Each sculpture is being financed through donated sponsorships and will be
sold in November through an auction held by the Sotheby's auction house. The
proceeds will be used by the AKC for buying, maintaining and training search
and rescue dogs, and to defray the costs incurred by the volunteers who came
to New York from around the world to help in the recovery effort. The
recovery effort was helped by Perless' close friend and dog trainer, Chris
Onthank, who worked the site with one of his search dogs. "It really touches
close to home," Perless says.
"I train my dog, Montana, in AKC obedience, agility, and also as a service
dog, because I am hearing impaired," says Perless, who's trained Doberman
pinschers for nearly 25 years.
Severe nerve damage in both ears makes it difficult for Perless to
understand speech and hear high-pitched sounds. Perless blames his condition
from exposure to the noise of the grinding tools he's been using in his work
since the 1960s. Perless's dog Montana is trained to nudge the sculptor's
leg when the telephone rings or when someone comes up the driveway. He also
shows the dog in obedience competitions.
Despite his closeness to his canine helper, Perless couldn't use him as a
model when DOGNY gave him the cast for the sculpture in June. Perless says
that envisioned the German shepherd cast as "an angel of rescue." He covered
his model with Fiberglas and holographic aluminum material. Perless says the
materials radiate the energy of the sun and projects shifting rainbows. He
named the sculpture Aurora. "Because it's about light like the Aurora
borealis. It kind of just jumped out at me, I just knew," says Perless.
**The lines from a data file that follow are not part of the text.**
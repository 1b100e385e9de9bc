//! Integration tests against a mock HTTP server and a scripted transport

pub mod batch;
pub mod executor;
pub mod mock_server;
pub mod operations;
Aurora is scheduled to appear on an undisclosed street in New York City on
Aug. 19 through mid-November.
Using the same materials he used for "Aurora", as well as other metals and
prisms, Perless creates massive kinetic metal sculptures that interact with
light for installation outdoors and in various atriums. He focuses on
movement, by moving light and sometimes even having his pieces move
physically. Some of his outdoor sculptures can be seen at Syracuse
International Airport, Salt Lake Community College, University of
Connecticut at Storrs and at the Rusk Institute in New York City
"My work is really about what you don't see, the energy latent in the world
itself. This power constantly surrounds us, yet we walk right past in our
daily lives," says Perless, who studied art and engineering at the
University of Miami in Florida. "I manipulate light by breaking it down into
the spectrum and projecting it throughout the environment. When light
strikes the prisms which form the structural members of my work, they
retract brilliant moving rainbows."
Ever since he began his artist career in 1970, Perless enjoys working on a
large scale. His work can be as small as 20 feet in size and as expansive as
175 feet in length. And when working on such a enormous scale, the sculpture
takes time to complete ? sometimes at least six months.
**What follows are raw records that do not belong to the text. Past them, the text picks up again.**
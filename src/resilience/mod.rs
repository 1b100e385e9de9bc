//! # Resilience Primitives Module
//!
//! Policies the request executor consults when an attempt does not succeed.
//!
//! ## Key Components
//!
//! | Component | Description |
//! |-----------|-------------|
//! | [`BackoffPolicy`] | Exponential, clamped delay between transient-failure retries |
//! | [`RateLimitPolicy`] | Wait duration for `429 Too Many Requests` (from `Retry-After`) |
//!
//! ## Transient failures
//!
//! Network errors and timeouts are retried up to the client's attempt
//! ceiling, sleeping `min * 2^(n-1)` (clamped to `max`) between attempts:
//!
//! ```rust
//! use kg_client::resilience::BackoffPolicy;
//! use std::time::Duration;
//!
//! let policy = BackoffPolicy::new(Duration::from_secs(1), Duration::from_secs(10));
//! assert_eq!(policy.delay(1), Duration::from_secs(1));
//! assert_eq!(policy.delay(3), Duration::from_secs(4));
//! assert_eq!(policy.delay(9), Duration::from_secs(10));
//! ```
//!
//! ## Rate limiting
//!
//! A 429 is not a failure: the executor sleeps for the server-declared
//! `Retry-After` (default 60 s) and resubmits the same call, with no
//! ceiling on the number of resubmissions.

mod backoff;
mod rate_limit;

pub use backoff::BackoffPolicy;
pub use rate_limit::{retry_after, RateLimitPolicy, TOO_MANY_REQUESTS};
//! Client-side telemetry.
//!
//! Every logical call made through a [`crate::KgClient`] is accounted in a
//! shared [`StatsAccumulator`]:
//!
//! | Counter | Incremented when |
//! |---------|------------------|
//! | `requests` | a logical call starts (once, regardless of retries) |
//! | `errors` | a call ends in failure, including cancellation |
//! | `retries` | the server answered 429 and the call was resubmitted |
//! | `total_time` | at every attempt boundary, with the wall-clock time spent |
//!
//! [`Stats`] derives the average response time and the error rate;
//! [`PerformanceReport`] is the rounded, serializable form.

mod stats;

pub use stats::{CallRecord, PerformanceReport, Stats, StatsAccumulator};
For that he has help. For 15 years, Stephen O'Brien of Old Greenwich has
worked with Perless.
Perless's studio is part of a remarkable steel and aluminum complex he
created in 1982.
He lives there with wife, Ellen Kaplan, a poet and advertising writer.
Perless says that his wife and him were city kids who never expected to move
until Greenwich seemed to call out to them. He needed a bigger space to
fulfill his quest to create a dream studio and that's when he discovered
Greenwich.
He describes his neighborhood as "a marvelous, warm, loving, neighborhood
that we lacked in New York. (So) I decided to live here and make it my
home." Perless says his surroundings influence his work. "(I am) so much
more in tuned with nature. You have it all year and when I'm done at the end
of the day, I take my dog for a walk in the woods. Now I see things that
would have been invisible to me before."
Enjoying the outdoors includes sailing for Perless and his wife and it was
during a two-year sailing sojourn from the Canadian Maritimes to the
Caribbean Ocean in the early 1970s that inspired him to start creating
wind-driven work.
His latest project is his impression of a double helix in the atrium of Mt.
Sinai Hospital in New York City. It will stand nearly 180 feet tall. Perless
says the piece will be in perfect view from nearby balconies where patients
will be able to see it and the rainbows that it will create. His goal with
the helix, says Perless "(is) to use a universal language, connecting
scientists, doctors and patients."
Even though his dog sculpture "Aurora" is miniscule in comparison, Perless
says he hopes it will raise awareness and money for search and rescue dogs.
And, says Perless, to show that "an angel does not have to have wings."